Lester has topped the 200-inning mark in seven of his last eight seasons, making 30-plus starts for eight consecutive years and earning three All-Star selections.
“Regardless of what an MRI shows, you can throw a pitch and blow out,” Lester said. “That’s the risk of the game. I’ve been pitching a long time. I’ve dealt with different (things) through the years.
“I think my track record speaks for itself. And I haven’t missed any time for any elbow problems. Knock on wood.”
The Cubs went into this with their eyes wide open, knowing the history of nine-figure contracts for pitchers is littered with bad investments and understanding they would have to overpay someone to front the rotation and accelerate this rebuilding process.
Epstein’s Boston-centric baseball-operations department had unique insight and a comfort level after watching Lester grow up in the Red Sox organization and beat a form of lymphoma.
Lester is now 32 years old, with full no-trade rights and a guaranteed contract that runs through the 2020 season.
“I read what Theo said,” Lester said. “He hit the nail on the head when it comes down to knowing me — and knowing my strength program — and how I go about my work. And what I try to do in between starts — and the offseason — to maintain a healthy body and a healthy arm.
“To be honest, I don’t think I would have failed the physical. But I think that (eased) Theo’s mind, knowing where I came from, being with him for so long and what I’ve been through and the work that I put in every five days to be prepared to pitch.
“If you look back on (my) DL time (in) the big leagues, it’s been for two things — cancer and a lat strain — so there hasn’t been any elbow problems. I don’t think it was a huge issue for those guys.”

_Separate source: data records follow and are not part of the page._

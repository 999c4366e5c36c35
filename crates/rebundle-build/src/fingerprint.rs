//! Input fingerprinting
//!
//! Reduces a set of file entries to one SHA-256 digest. Each entry
//! contributes `path \0 contents \0`, in byte-wise path order, so the result
//! does not depend on traversal order, locale, or platform separators.

use crate::discover::FileEntry;
use serde::{Deserialize, Serialize};
use sha2::{Digest, Sha256};
use std::fmt;

/// Length of a rendered SHA-256 digest
pub const FINGERPRINT_LEN: usize = 64;

/// Lowercase hex SHA-256 digest of a file set
#[derive(Debug, Clone, PartialEq, Eq, Hash, Serialize, Deserialize)]
#[serde(transparent)]
pub struct Fingerprint(String);

impl Fingerprint {
    /// Parse a stored digest, trimming surrounding whitespace
    ///
    /// Anything other than 64 lowercase hex characters is rejected.
    pub fn parse(text: &str) -> Option<Self> {
        let text = text.trim();
        let well_formed = text.len() == FINGERPRINT_LEN
            && text
                .bytes()
                .all(|b| b.is_ascii_digit() || (b'a'..=b'f').contains(&b));
        well_formed.then(|| Self(text.to_string()))
    }

    pub fn as_str(&self) -> &str {
        &self.0
    }

    /// First `len` characters, for log lines
    pub fn short(&self, len: usize) -> &str {
        &self.0[..len.min(self.0.len())]
    }
}

impl fmt::Display for Fingerprint {
    fn fmt(&self, f: &mut fmt::Formatter<'_>) -> fmt::Result {
        f.write_str(&self.0)
    }
}

/// Compute the fingerprint of `entries`
///
/// Paths are hashed as their raw key bytes.
pub fn compute_fingerprint(entries: &[FileEntry]) -> Fingerprint {
    let mut ordered: Vec<&FileEntry> = entries.iter().collect();
    ordered.sort_by(|a, b| a.key().cmp(b.key()));

    let mut hasher = Sha256::new();
    for entry in &ordered {
        hasher.update(entry.key());
        hasher.update([0u8]);
        hasher.update(&entry.contents);
        hasher.update([0u8]);
    }

    Fingerprint(format!("{:x}", hasher.finalize()))
}

#[cfg(test)]
mod tests {
    use super::*;
    use proptest::prelude::*;

    fn entries(pairs: &[(&str, &str)]) -> Vec<FileEntry> {
        pairs
            .iter()
            .map(|(path, content)| FileEntry::new(*path, content.as_bytes()))
            .collect()
    }

    #[test]
    fn test_known_digest_of_empty_set() {
        // SHA-256 of no input
        assert_eq!(
            compute_fingerprint(&[]).as_str(),
            "e3b0c44298fc1c149afbf4c8996fb92427ae41e4649b934ca495991b7852b855"
        );
    }

    #[test]
    fn test_known_digest_of_single_entry() {
        let mut hasher = Sha256::new();
        hasher.update(b"a.txt\0x\0");
        let expected = format!("{:x}", hasher.finalize());

        assert_eq!(
            compute_fingerprint(&entries(&[("a.txt", "x")])).as_str(),
            expected
        );
    }

    #[test]
    fn test_order_independent() {
        let forward = entries(&[("a.txt", "x"), ("b.txt", "y"), ("dir/c.txt", "z")]);
        let reversed = entries(&[("dir/c.txt", "z"), ("b.txt", "y"), ("a.txt", "x")]);
        assert_eq!(compute_fingerprint(&forward), compute_fingerprint(&reversed));
    }

    #[test]
    fn test_separator_independent() {
        let unix = entries(&[("dir/sub/a.txt", "x")]);
        let windows = entries(&[(r"dir\sub\a.txt", "x")]);
        assert_eq!(compute_fingerprint(&unix), compute_fingerprint(&windows));
    }

    #[test]
    fn test_content_change_detected() {
        let before = entries(&[("a.txt", "x"), ("b.txt", "y")]);
        let after = entries(&[("a.txt", "x"), ("b.txt", "z")]);
        assert_ne!(compute_fingerprint(&before), compute_fingerprint(&after));
    }

    #[test]
    fn test_rename_detected() {
        let before = entries(&[("a.txt", "x")]);
        let after = entries(&[("renamed.txt", "x")]);
        assert_ne!(compute_fingerprint(&before), compute_fingerprint(&after));
    }

    #[test]
    fn test_boundary_ambiguity_prevented() {
        // "ab" + "c" and "a" + "bc" concatenate identically without separators
        let left = entries(&[("ab", "c")]);
        let right = entries(&[("a", "bc")]);
        assert_ne!(compute_fingerprint(&left), compute_fingerprint(&right));
    }

    #[test]
    fn test_byte_order_not_locale_order() {
        // Uppercase sorts before lowercase byte-wise; a locale collation would not
        let mut hasher = Sha256::new();
        hasher.update(b"B.txt\x001\x00");
        hasher.update(b"a.txt\x002\x00");
        let expected = format!("{:x}", hasher.finalize());

        let computed = compute_fingerprint(&entries(&[("a.txt", "2"), ("B.txt", "1")]));
        assert_eq!(computed.as_str(), expected);
    }

    #[test]
    fn test_parse_trims_and_validates() {
        let digest = compute_fingerprint(&entries(&[("a.txt", "x")]));
        let stored = format!("  {}\n", digest);

        assert_eq!(Fingerprint::parse(&stored), Some(digest.clone()));
        assert_eq!(Fingerprint::parse(""), None);
        assert_eq!(Fingerprint::parse("not-a-digest"), None);
        assert_eq!(Fingerprint::parse(&digest.as_str().to_uppercase()), None);
        assert_eq!(Fingerprint::parse(&digest.as_str()[..63]), None);
    }

    #[test]
    fn test_short() {
        let digest = compute_fingerprint(&[]);
        assert_eq!(digest.short(8), "e3b0c442");
        assert_eq!(digest.short(100).len(), FINGERPRINT_LEN);
    }

    #[test]
    fn test_serializes_as_plain_string() {
        let digest = compute_fingerprint(&[]);
        let json = serde_json::to_string(&digest).unwrap();
        assert_eq!(json, format!("\"{}\"", digest));
    }

    proptest! {
        #[test]
        fn prop_shuffled_input_same_fingerprint(
            files in proptest::collection::btree_map("[a-z]{1,6}(/[a-z]{1,6}){0,2}", proptest::collection::vec(any::<u8>(), 0..32), 0..12),
            seed in any::<u64>(),
        ) {
            let ordered: Vec<FileEntry> = files
                .iter()
                .map(|(path, content)| FileEntry::new(path.clone(), content.clone()))
                .collect();

            let mut shuffled = ordered.clone();
            let len = shuffled.len();
            if len > 1 {
                // Deterministic rotation driven by the seed
                shuffled.rotate_left((seed as usize) % len);
                shuffled.reverse();
            }

            prop_assert_eq!(compute_fingerprint(&ordered), compute_fingerprint(&shuffled));
        }

        #[test]
        fn prop_digest_is_well_formed(
            files in proptest::collection::vec(("[a-z./]{1,12}", proptest::collection::vec(any::<u8>(), 0..16)), 0..8),
        ) {
            let entries: Vec<FileEntry> = files
                .into_iter()
                .map(|(path, content)| FileEntry::new(path, content))
                .collect();

            let digest = compute_fingerprint(&entries);
            prop_assert!(Fingerprint::parse(digest.as_str()).is_some());
        }
    }
}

Lester’s mental block throwing to first base is an issue, and he made another error on Sunday against the Kansas City team that forced the tempo during the 2014 American League wild-card game.
But Lester still looked sharp enough against the defending World Series champs, allowing two runs (one earned) with four strikeouts and one walk in front of a record crowd (15,523) for spring training.
“I think he’s throwing the ball as well as I’ve ever seen him,” said manager Joe Maddon, who guided the Tampa Bay Rays as Lester began to make his mark in the AL East. “His delivery is as good as I’ve seen. It’s clean. The arm stroke is beautiful. The cutter is there.
“Regarding any kind of discomfort in his arm, I’m not aware of that. I’m not aware of that at all. Jonny’s kind of a tough guy. He’s a quiet guy. I think he’s in a good place. So until he talks to me about his arm being uncomfortable, I’m fine with what I’m seeing.”